I've been thinking about a certain sentiment I've seen expressed here and there. Caricatured, it goes like this: You guys who complain that Lex just can't catch a break (and makes really stupid choices on occasion, though so far those are less in evidence this season – I know, I know, give him time) should shut up, because you knew what you were signing on for from the get-go. I mean, come on, fifty years of canon has got to count as fair warning, right? It's not as if the end was unwritten.

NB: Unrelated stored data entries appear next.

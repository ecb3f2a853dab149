use serde::{Deserialize, Serialize};
use sqlx::FromRow;

/// Entry of the fixed health dimension catalog. Dimensions are retired by
/// clearing `is_active`, never deleted.
#[derive(Debug, Clone, Serialize, Deserialize, FromRow)]
pub struct HealthDimension {
    pub id: String,
    pub name: String,
    pub description: String,
    pub good_description: String,
    pub bad_description: String,
    pub is_active: bool,
    pub weight: f64,
}
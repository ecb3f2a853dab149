use axum::extract::{Json, Path, Query, State};
use serde::{Deserialize, Serialize};
use uuid::Uuid;

use crate::database::models::{HealthCheckSession, Permission, SessionSubmission};
use crate::database::transaction::with_deadline;
use crate::error::ApiError;
use crate::handlers::AppState;
use crate::middleware::{ApiResponse, ApiResult, AuthUser};
use crate::services::SessionService;

const REPORT_READERS: &[Permission] = &[Permission::ViewReports, Permission::ViewAnalytics];

#[derive(Debug, Deserialize)]
pub struct SessionQuery {
    pub team_id: Option<Uuid>,
    pub user_id: Option<Uuid>,
    pub period: Option<String>,
}

#[derive(Debug, Serialize)]
pub struct Saved {
    pub id: Uuid,
}

fn service(state: &AppState) -> SessionService {
    SessionService::new(state.pool.clone(), state.tx_settings())
}

/// POST /api/sessions - Submit (or resubmit, when `id` is set) a health check
pub async fn submit(
    State(state): State<AppState>,
    auth: AuthUser,
    Json(submission): Json<SessionSubmission>,
) -> ApiResult<Saved> {
    // field checks first so malformed submissions never reach the store
    let session = submission.validate()?;

    if session.user_id != auth.user_id {
        return Err(ApiError::forbidden("Sessions can only be submitted by their own user"));
    }
    state.require(&auth, &[Permission::TakeSurvey]).await?;

    let id = with_deadline(state.deadline(), service(&state).store(session)).await?;
    Ok(ApiResponse::created(Saved { id }))
}

/// GET /api/sessions/:id
pub async fn get(
    State(state): State<AppState>,
    auth: AuthUser,
    Path(id): Path<Uuid>,
) -> ApiResult<HealthCheckSession> {
    let session = with_deadline(state.deadline(), service(&state).find_by_id(id)).await?;
    if session.user_id != auth.user_id {
        state.require(&auth, REPORT_READERS).await?;
    }
    Ok(ApiResponse::success(session))
}

/// GET /api/sessions?team_id=|user_id=|period= - Exactly one filter
pub async fn list(
    State(state): State<AppState>,
    auth: AuthUser,
    Query(query): Query<SessionQuery>,
) -> ApiResult<Vec<HealthCheckSession>> {
    let sessions = service(&state);
    let found = match (query.team_id, query.user_id, query.period) {
        (Some(team_id), None, None) => {
            state.require(&auth, REPORT_READERS).await?;
            with_deadline(state.deadline(), sessions.find_by_team_id(team_id)).await?
        }
        (None, Some(user_id), None) => {
            if user_id != auth.user_id {
                state.require(&auth, REPORT_READERS).await?;
            }
            with_deadline(state.deadline(), sessions.find_by_user_id(user_id)).await?
        }
        (None, None, Some(period)) => {
            state.require(&auth, REPORT_READERS).await?;
            with_deadline(state.deadline(), sessions.find_by_period(&period)).await?
        }
        _ => {
            return Err(ApiError::bad_request(
                "Exactly one of team_id, user_id or period is required",
            ))
        }
    };
    Ok(ApiResponse::success(found))
}

/// GET /api/sessions/periods - Distinct assessment periods, newest first
pub async fn periods(State(state): State<AppState>, _auth: AuthUser) -> ApiResult<Vec<String>> {
    let periods = with_deadline(state.deadline(), service(&state).periods()).await?;
    Ok(ApiResponse::success(periods))
}

/// DELETE /api/sessions/:id - Owners may delete their own sessions
pub async fn delete(State(state): State<AppState>, auth: AuthUser, Path(id): Path<Uuid>) -> ApiResult<()> {
    let sessions = service(&state);
    let session = with_deadline(state.deadline(), sessions.find_by_id(id)).await?;
    if session.user_id != auth.user_id {
        state.require(&auth, &[Permission::ConfigureSystem]).await?;
    }
    with_deadline(state.deadline(), sessions.delete(id)).await?;
    Ok(ApiResponse::no_content())
}
use serde::{Deserialize, Serialize};
use sqlx::PgPool;
use std::collections::HashMap;
use tracing::info;
use uuid::Uuid;

use crate::database::models::user::{is_valid_email, is_valid_username};
use crate::database::models::User;
use crate::database::DatabaseError;

const USER_COLUMNS: &str = "id, username, email, full_name, hierarchy_level_id, reports_to, created_at, updated_at";

#[derive(Debug, Clone, Serialize, Deserialize)]
pub struct NewUser {
    pub username: String,
    pub email: String,
    pub full_name: String,
    pub hierarchy_level_id: Uuid,
    pub reports_to: Option<Uuid>,
}

impl NewUser {
    pub fn validate(&self) -> Result<(), DatabaseError> {
        let mut field_errors = HashMap::new();
        if !is_valid_username(&self.username) {
            field_errors.insert(
                "username".to_string(),
                "username must be 3-50 letters, digits, '_', '.' or '-'".to_string(),
            );
        }
        if !is_valid_email(&self.email) {
            field_errors.insert("email".to_string(), "email address is not valid".to_string());
        }
        if self.full_name.trim().is_empty() {
            field_errors.insert("full_name".to_string(), "full name is required".to_string());
        }
        if field_errors.is_empty() {
            Ok(())
        } else {
            Err(DatabaseError::Validation {
                message: "Invalid user".to_string(),
                field_errors,
            })
        }
    }
}

pub struct UserService {
    pool: PgPool,
}

impl UserService {
    pub fn new(pool: PgPool) -> Self {
        Self { pool }
    }

    /// Insert a user. New users are leaves of the reporting forest, so the
    /// `reports_to` edge cannot close a cycle.
    pub async fn create(&self, new_user: NewUser) -> Result<User, DatabaseError> {
        new_user.validate()?;
        let sql = format!(
            "INSERT INTO users (username, email, full_name, hierarchy_level_id, reports_to) \
             VALUES ($1, lower($2), $3, $4, $5) RETURNING {}",
            USER_COLUMNS
        );
        let user = sqlx::query_as::<_, User>(&sql)
            .bind(&new_user.username)
            .bind(&new_user.email)
            .bind(new_user.full_name.trim())
            .bind(new_user.hierarchy_level_id)
            .bind(new_user.reports_to)
            .fetch_one(&self.pool)
            .await?;
        info!("Created user {} ({})", user.username, user.id);
        Ok(user)
    }

    pub async fn get(&self, id: Uuid) -> Result<User, DatabaseError> {
        let sql = format!("SELECT {} FROM users WHERE id = $1", USER_COLUMNS);
        sqlx::query_as::<_, User>(&sql)
            .bind(id)
            .fetch_optional(&self.pool)
            .await?
            .ok_or_else(|| DatabaseError::not_found("User", id))
    }
}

I see the justice in this point, and yet I can't help but feel that there's another side: from my perspective, I didn't "sign on"; I got drafted. I wasn't looking for a new fandom and I most assuredly wasn't looking to fall in love with the bad-guy-to-be. Yes, I knew all along that it would end badly for the character I care most about. And yes, perhaps a stronger person than I am would have resisted. But I didn't know when I fell in love how much it would hurt, and I didn't experience the process as a choice. So when I talk about how my heart is being put through the juicer every time Lex steps or is pushed closer to the darkness, it's not because I expected different or thought the show owed me better. (The show owes me better continuity and characterization, but that's a separate issue.) It's because my heart is being put through the juicer, and I wish things were different. That's why I write fan fiction, after all – because in my dreams, sometimes things work out differently.

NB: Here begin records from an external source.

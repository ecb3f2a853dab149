use clap::Args;
use uuid::Uuid;

use crate::cli::utils::*;
use crate::cli::{CliContext, OutputFormat};
use crate::services::HealthAggregationService;

#[derive(Args)]
pub struct DashboardArgs {
    #[arg(long, help = "Manager whose scope is aggregated")]
    pub manager: Uuid,

    #[arg(long, help = "Only count sessions from this assessment period")]
    pub period: Option<String>,
}

pub async fn handle(args: DashboardArgs, ctx: &CliContext, output_format: OutputFormat) -> anyhow::Result<()> {
    let aggregation = HealthAggregationService::new(ctx.pool.clone(), ctx.settings);
    let summaries = aggregation
        .team_health_for_manager(args.manager, args.period.as_deref())
        .await?;

    if summaries.is_empty() {
        return output_empty_collection(&output_format, "teams", "No teams in scope");
    }

    match output_format {
        OutputFormat::Json => output_collection_json("teams", &summaries)?,
        OutputFormat::Text => {
            println!("{:<30} {:>8} {:>12}", "TEAM", "HEALTH", "SUBMISSIONS");
            println!("{}", "-".repeat(52));
            for team in &summaries {
                println!(
                    "{:<30} {:>8} {:>12}",
                    team.team_name,
                    format_score(team.overall_health),
                    team.submission_count
                );
                for dim in &team.dimensions {
                    println!(
                        "    {:<26} {:>8} {:>12}   +{} ={} -{}",
                        dim.dimension_id,
                        format_score(Some(dim.avg_score)),
                        dim.response_count,
                        dim.trends.improving,
                        dim.trends.stable,
                        dim.trends.declining
                    );
                }
            }
        }
    }
    Ok(())
}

Why we end up with one fandom over another is often a mysterious process. By all rights, I should be far more fond of Daniel Jackson and (early) Willow Rosenberg than I in fact am, though I like them fine. My appreciation of John Crichton, while robust, is not as knee-jerk as my feelings for Scully and Lex. I suppose the reason the criticism "it's silly to complain when you knew what was coming" stings so much is precisely that, because I don't feel that I chose my allegiances, it feels like my personality is being criticized – whatever it is about me that led me to glom on to Lex – and not just my view of my show.

From: [identity profile] vylit.livejournal.com


I know the feeling.

AtS was the first show I connected with to such an extent that I had to get involved in the fandom and write fic. I loved BtVS, but it was AtS and the character Angel that really drew me in. The problem was that Angel could never be happy, and the show was never going to give me an ending that didn't rip my heart out and stomp on it. I just... I loved Angel so much that I couldn't let go. I was sucked into that show and fell in love knowing that it was a dark show, and my favorite character was going to continue to make stupid mistakes that would make his life even worse than it had to be.

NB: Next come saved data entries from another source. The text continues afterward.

use serde::{Deserialize, Serialize};
use sqlx::{FromRow, PgPool};
use std::cmp::Ordering;
use std::collections::{BTreeMap, HashMap, HashSet};
use tracing::{debug, info};
use uuid::Uuid;

use crate::database::models::{Permission, Permissions, Trend};
use crate::database::{DatabaseError, TxSettings};
use crate::services::supervisor_scope_service::SupervisorScopeService;

#[derive(Debug, Clone, Copy, Default, PartialEq, Eq, Serialize, Deserialize)]
pub struct TrendCounts {
    pub improving: u32,
    pub stable: u32,
    pub declining: u32,
}

impl TrendCounts {
    fn record(&mut self, trend: Trend) {
        match trend {
            Trend::Improving => self.improving += 1,
            Trend::Stable => self.stable += 1,
            Trend::Declining => self.declining += 1,
        }
    }
}

#[derive(Debug, Clone, PartialEq, Serialize, Deserialize)]
pub struct DimensionSummary {
    pub dimension_id: String,
    pub avg_score: f64,
    pub response_count: u32,
    pub trends: TrendCounts,
}

#[derive(Debug, Clone, PartialEq, Serialize, Deserialize)]
pub struct TeamHealthSummary {
    pub team_id: Uuid,
    pub team_name: String,
    pub submission_count: u32,
    /// Flat mean over every response; `None` when nothing was scored
    pub overall_health: Option<f64>,
    pub dimensions: Vec<DimensionSummary>,
}

#[derive(Debug, Clone, FromRow)]
pub struct TeamRef {
    pub id: Uuid,
    pub name: String,
}

/// One response of a completed session, or a bare session without responses
#[derive(Debug, Clone, FromRow)]
pub struct ScoreRow {
    pub session_id: Uuid,
    pub team_id: Uuid,
    pub dimension_id: Option<String>,
    pub score: Option<i32>,
    pub trend: Option<String>,
}

#[derive(Default)]
struct DimensionAcc {
    sum: i64,
    count: u32,
    trends: TrendCounts,
}

#[derive(Default)]
struct TeamAcc {
    sessions: HashSet<Uuid>,
    sum: i64,
    count: u32,
    dimensions: BTreeMap<String, DimensionAcc>,
}

/// Per-team summaries, worst overall health first. Teams without scores come
/// last; ties are broken by team name and then id. Every team in `teams`
/// appears in the output, scored or not.
pub fn aggregate(teams: &[TeamRef], rows: &[ScoreRow]) -> Result<Vec<TeamHealthSummary>, DatabaseError> {
    let mut acc: HashMap<Uuid, TeamAcc> = teams.iter().map(|t| (t.id, TeamAcc::default())).collect();

    for row in rows {
        let Some(team) = acc.get_mut(&row.team_id) else {
            continue;
        };
        team.sessions.insert(row.session_id);

        let (Some(dimension_id), Some(score)) = (&row.dimension_id, row.score) else {
            continue;
        };
        team.sum += i64::from(score);
        team.count += 1;

        let dim = team.dimensions.entry(dimension_id.clone()).or_default();
        dim.sum += i64::from(score);
        dim.count += 1;
        if let Some(trend) = &row.trend {
            let trend = trend
                .parse::<Trend>()
                .map_err(|e| DatabaseError::Integrity(format!("session {}: {}", row.session_id, e)))?;
            dim.trends.record(trend);
        }
    }

    let mut summaries: Vec<TeamHealthSummary> = teams
        .iter()
        .map(|team| {
            let a = acc.remove(&team.id).unwrap_or_default();
            TeamHealthSummary {
                team_id: team.id,
                team_name: team.name.clone(),
                submission_count: a.sessions.len() as u32,
                overall_health: mean(a.sum, a.count),
                dimensions: a
                    .dimensions
                    .into_iter()
                    .map(|(dimension_id, d)| DimensionSummary {
                        dimension_id,
                        avg_score: mean(d.sum, d.count).unwrap_or(0.0),
                        response_count: d.count,
                        trends: d.trends,
                    })
                    .collect(),
            }
        })
        .collect();

    summaries.sort_by(attention_order);
    Ok(summaries)
}

fn mean(sum: i64, count: u32) -> Option<f64> {
    (count > 0).then(|| sum as f64 / f64::from(count))
}

fn attention_order(a: &TeamHealthSummary, b: &TeamHealthSummary) -> Ordering {
    let by_health = match (a.overall_health, b.overall_health) {
        (Some(x), Some(y)) => x.total_cmp(&y),
        (Some(_), None) => Ordering::Less,
        (None, Some(_)) => Ordering::Greater,
        (None, None) => Ordering::Equal,
    };
    by_health
        .then_with(|| a.team_name.cmp(&b.team_name))
        .then_with(|| a.team_id.cmp(&b.team_id))
}

/// Manager dashboard aggregation over completed sessions
pub struct HealthAggregationService {
    pool: PgPool,
    scope: SupervisorScopeService,
}

impl HealthAggregationService {
    pub fn new(pool: PgPool, settings: TxSettings) -> Self {
        let scope = SupervisorScopeService::new(pool.clone(), settings);
        Self { pool, scope }
    }

    /// Summaries for the given teams, optionally limited to one assessment period
    pub async fn team_health(
        &self,
        team_ids: &[Uuid],
        period: Option<&str>,
    ) -> Result<Vec<TeamHealthSummary>, DatabaseError> {
        if team_ids.is_empty() {
            return Ok(Vec::new());
        }
        let period = period.map(str::trim).filter(|p| !p.is_empty());

        let teams = sqlx::query_as::<_, TeamRef>("SELECT id, name FROM teams WHERE id = ANY($1)")
            .bind(team_ids)
            .fetch_all(&self.pool)
            .await?;

        let rows = sqlx::query_as::<_, ScoreRow>(
            "SELECT s.id AS session_id, s.team_id, r.dimension_id, r.score, r.trend \
             FROM health_check_sessions s \
             LEFT JOIN health_check_responses r ON r.session_id = s.id \
             WHERE s.team_id = ANY($1) AND s.completed \
               AND ($2::text IS NULL OR s.assessment_period = $2)",
        )
        .bind(team_ids)
        .bind(period)
        .fetch_all(&self.pool)
        .await?;

        debug!("Aggregating {} score row(s) across {} team(s)", rows.len(), teams.len());
        aggregate(&teams, &rows)
    }

    /// Dashboard for one manager: the teams in their supervisor scope, or every
    /// team when their hierarchy level may view all teams.
    pub async fn team_health_for_manager(
        &self,
        manager_id: Uuid,
        period: Option<&str>,
    ) -> Result<Vec<TeamHealthSummary>, DatabaseError> {
        let permissions = sqlx::query_as::<_, Permissions>(
            "SELECT l.can_view_all_teams, l.can_edit_teams, l.can_manage_users, l.can_take_survey, \
                    l.can_view_analytics, l.can_configure_system, l.can_view_reports, l.can_export_data \
             FROM users u JOIN hierarchy_levels l ON l.id = u.hierarchy_level_id \
             WHERE u.id = $1",
        )
        .bind(manager_id)
        .fetch_optional(&self.pool)
        .await?
        .ok_or_else(|| DatabaseError::not_found("User", manager_id))?;

        let team_ids = if permissions.allows(Permission::ViewAllTeams) {
            sqlx::query_scalar::<_, Uuid>("SELECT id FROM teams ORDER BY name")
                .fetch_all(&self.pool)
                .await?
        } else {
            self.scope.teams_for(manager_id).await?
        };

        let summaries = self.team_health(&team_ids, period).await?;
        info!(
            "Built dashboard for manager {} ({} team(s), period {:?})",
            manager_id,
            summaries.len(),
            period
        );
        Ok(summaries)
    }
}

I resisted Smallville based on the fact that I wasn't a huge fan of Superman (more of a Batman fan), and I knew how it destined to end. But once I actually started watching, I fell in love. Smallville has plot holes the size of Texas, but it also Clark, Chloe, and Lex. Lex who is tragic and compelling and made it impossible for me not to love him. I didn't want to care for him to the extent that I do, because it's going to make his inevitable fall that much harder.

I don't think I really choose to love a character or a show, but that he/she/it just hits me on such a basic, gut level that I can't not care even when I know what's coming.